Oh please! Must every detail of Heathcliff’s physique repeatedly be described as “incredibly” this or that, chiseled, long, huge, thick or what have you? Must Edgar always suffer by comparison, the Romance-genre stereotype “sweet guy” with a sensitive soul and a tiny dick?  And why must the intimation of female pleasure always be “like nothing she had ever known before”? One might expect this sort of tiresome purplish prose in any humdrum mass-market bodice-ripper; it’s lazy and it’s boring, and it undermines the uniqueness of these characters, reducing them, in the bedroom or dungeon, to carnal caricatures, one-dimensional automatons motivated solely by sex.

Yes, it’s a clever idea—if not much of a stretch—to turn Heathcliff and Isabella’s relationship into a freak show of D/s codependency, complete with public humiliation and a fully-accessorized dungeon in the cellar of Wuthering Heights. So why not describe it in a way that truly makes it feel “like nothing ever before”?  Miller is clearly capable of better. (One suspects his editor didn’t much care about correct vocabulary or authentic period detail so long as the manuscript came in on time with the requisite percentage of gratuitously sweaty beefcake and damsels swooning at the sight, fingers firmly planted on throbbing quims. Still, whether this kind of mediocrity was due to commercial or temporal constraint is beside the point.)
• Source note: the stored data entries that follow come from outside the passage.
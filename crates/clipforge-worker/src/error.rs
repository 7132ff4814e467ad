//! Worker error types.

use clipforge_analysis::AnalysisError;
use clipforge_capability::CapabilityError;
use clipforge_models::JobId;
use thiserror::Error;

pub type WorkerResult<T> = Result<T, WorkerError>;

#[derive(Debug, Error)]
pub enum WorkerError {
    /// Source video is malformed or unreadable. Permanent, fails the job.
    #[error("Ingest failed: {0}")]
    Ingest(String),

    /// An analysis stage failed.
    #[error("Analysis failed: {0}")]
    Analysis(#[from] AnalysisError),

    /// An external capability call failed (after retries).
    #[error("Capability failed: {0}")]
    Capability(#[from] CapabilityError),

    /// Checkpoint storage I/O failed.
    #[error("Checkpoint I/O failed: {0}")]
    CheckpointIo(#[from] std::io::Error),

    /// Checkpoint contents could not be decoded.
    #[error("Checkpoint corrupt: {0}")]
    CheckpointCorrupt(#[from] serde_json::Error),

    /// Every clip's sub-tasks failed permanently.
    #[error("No usable clips: {0}")]
    NoUsableClips(String),

    /// The job was cancelled before reaching this point.
    #[error("Job cancelled")]
    Cancelled,

    #[error("Job not found: {0}")]
    JobNotFound(JobId),

    /// The requested operation conflicts with the job's current state.
    #[error("Job {job_id} is {state}: {reason}")]
    InvalidState {
        job_id: JobId,
        state: String,
        reason: String,
    },

    #[error("Invalid configuration: {0}")]
    Config(String),
}

impl WorkerError {
    pub fn invalid_state(
        job_id: JobId,
        state: impl Into<String>,
        reason: impl Into<String>,
    ) -> Self {
        Self::InvalidState {
            job_id,
            state: state.into(),
            reason: reason.into(),
        }
    }
}
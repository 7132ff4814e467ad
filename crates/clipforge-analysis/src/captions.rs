//! Caption cue construction.
//!
//! Packs the spoken words inside a clip's time range into timed cues on the
//! clip-local timeline, greedily filling each cue until the character or
//! duration limit would be exceeded.

use clipforge_models::{CaptionCue, PipelineConfig, TranscriptSegment};
use tracing::debug;

use crate::error::{AnalysisError, AnalysisResult};

/// Build caption cues for the clip spanning `[clip_start, clip_end]`.
///
/// Cue timestamps are clip-relative. Silent spans produce no cue; a range
/// with zero spoken words is an `EmptyTranscript` error, which callers
/// treat as a caption-less clip rather than a failure.
pub fn build_cues(
    segments: &[TranscriptSegment],
    clip_start: f64,
    clip_end: f64,
    config: &PipelineConfig,
) -> AnalysisResult<Vec<CaptionCue>> {
    let words: Vec<&TranscriptSegment> = segments
        .iter()
        .filter(|s| !s.is_silence() && s.start < clip_end && s.end > clip_start)
        .collect();

    if words.is_empty() {
        return Err(AnalysisError::EmptyTranscript {
            start: clip_start,
            end: clip_end,
        });
    }

    let mut cues = Vec::new();
    let mut text = String::new();
    let mut cue_start = 0.0_f64;
    let mut cue_end = 0.0_f64;

    for word in words {
        // Clamp words straddling the clip edge onto the clip timeline.
        let w_start = (word.start.max(clip_start) - clip_start).max(0.0);
        let w_end = (word.end.min(clip_end) - clip_start).max(w_start);

        if text.is_empty() {
            text = word.text.clone();
            cue_start = w_start;
            cue_end = w_end;
            continue;
        }

        // Character count, not bytes: the limit is a readability bound
        let would_be_len = text.chars().count() + 1 + word.text.chars().count();
        let would_be_dur = w_end - cue_start;
        if would_be_len > config.max_cue_chars || would_be_dur > config.max_cue_duration {
            cues.push(CaptionCue::new(cue_start, cue_end, std::mem::take(&mut text)));
            text = word.text.clone();
            cue_start = w_start;
            cue_end = w_end;
        } else {
            text.push(' ');
            text.push_str(&word.text);
            cue_end = w_end;
        }
    }

    if !text.is_empty() {
        cues.push(CaptionCue::new(cue_start, cue_end, text));
    }

    debug!(cues = cues.len(), clip_start, clip_end, "built caption cues");
    Ok(cues)
}
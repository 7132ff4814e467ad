//! Job orchestration for the clip pipeline.
//!
//! `Orchestrator` is the entry point: submit a source video, poll status,
//! cancel cooperatively, or resume a job after a restart. Stage execution
//! and checkpointing live in `pipeline` and `checkpoint`.

pub mod checkpoint;
pub mod config;
pub mod error;
pub mod logging;
pub mod orchestrator;
pub mod pipeline;

pub use checkpoint::CheckpointStore;
pub use config::WorkerConfig;
pub use error::{WorkerError, WorkerResult};
pub use orchestrator::Orchestrator;
pub use pipeline::Pipeline;
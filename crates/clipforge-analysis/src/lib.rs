//! Analysis stages of the ClipForge pipeline.
//!
//! Every function in this crate is a pure, deterministic function of its
//! inputs plus configuration, which is what makes checkpoint caching and
//! resubmission idempotence sound.

pub mod aligner;
pub mod captions;
pub mod error;
pub mod peaks;
pub mod refiner;
pub mod scorer;
pub mod summary;

pub use aligner::align;
pub use captions::build_cues;
pub use error::{AnalysisError, AnalysisResult};
pub use peaks::detect_peaks;
pub use refiner::refine_windows;
pub use scorer::score_signal;
pub use summary::{caption_summary, clip_title};
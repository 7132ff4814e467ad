//! Capability error taxonomy.

use std::time::Duration;
use thiserror::Error;

pub type CapabilityResult<T> = Result<T, CapabilityError>;

#[derive(Debug, Error)]
pub enum CapabilityError {
    /// A single call exceeded its deadline. Transient, retried with backoff.
    #[error("{capability} call timed out after {timeout:?}")]
    Timeout {
        capability: String,
        timeout: Duration,
    },

    /// The backing service refused or dropped the call. Transient.
    #[error("{capability} unavailable: {reason}")]
    Unavailable { capability: String, reason: String },

    /// The capability rejected the input itself. Permanent, never retried.
    #[error("{capability} rejected input: {reason}")]
    InvalidInput { capability: String, reason: String },

    /// Retries exhausted; wraps the last transient error.
    #[error("{capability} failed after {attempts} attempts: {source}")]
    RetriesExhausted {
        capability: String,
        attempts: u32,
        #[source]
        source: Box<CapabilityError>,
    },
}

impl CapabilityError {
    pub fn timeout(capability: impl Into<String>, timeout: Duration) -> Self {
        Self::Timeout {
            capability: capability.into(),
            timeout,
        }
    }

    pub fn unavailable(capability: impl Into<String>, reason: impl Into<String>) -> Self {
        Self::Unavailable {
            capability: capability.into(),
            reason: reason.into(),
        }
    }

    pub fn invalid_input(capability: impl Into<String>, reason: impl Into<String>) -> Self {
        Self::InvalidInput {
            capability: capability.into(),
            reason: reason.into(),
        }
    }

    /// Whether another attempt could plausibly succeed.
    pub fn is_retryable(&self) -> bool {
        matches!(
            self,
            CapabilityError::Timeout { .. } | CapabilityError::Unavailable { .. }
        )
    }
}

#[cfg(test)]
mod tests {
    use super::*;

    #[test]
    fn test_retryable_classification() {
        assert!(CapabilityError::timeout("asr", Duration::from_secs(30)).is_retryable());
        assert!(CapabilityError::unavailable("detect", "connection refused").is_retryable());
        assert!(!CapabilityError::invalid_input("asr", "empty audio").is_retryable());
    }
}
Where the sex scenes are overly stylized in much of the book, they virtually disappear towards the end. Things cool off considerably in those latter sections dealing with the relationship of the cousins, Cathy, Linton and Hareton. The explicit content is noticeably toned down, the sexual tension slackened. By comparison with what has gone before, the last quarter of the book feels positively chaste. (Due, perhaps, to the publisher’s squeamishness about “incest” issues, though, ironically, no such qualms seemed to have affected the early Victorians.) 

At times, the narrative is bogged down by a need to explain each character’s motives; often in torturous, blandly obvious detail. This may be Brontë’s doing as much as Miller’s; but, when attempting to retell the story from a new, unabashedly erotic point of view, such quaint sermonizing simply kills the mood.

“For you see,” she continued, “you showed that true repentance is when the inner soul recognizes the path to true redemption and acts accordingly. Until this happens the person will be blind to all opportunities.”

Ultimately, the loose ends in the plot are tied up quite well. In some ways Miller’s ending is more satisfying than Brontë; it is certainly more melodramatic, and he even manages, at the last, to out-moralize the vicar’s daughter from Haworth. 

Not recommended for sticklers, pedants, prudes, perfectionists or those skeptical of high-concept marketing techniques. But for everyone else, especially those craving a more refined approach to erotic romance, Wuthering Nights should make for an agreeably seductive divertissement, and is well worth a look.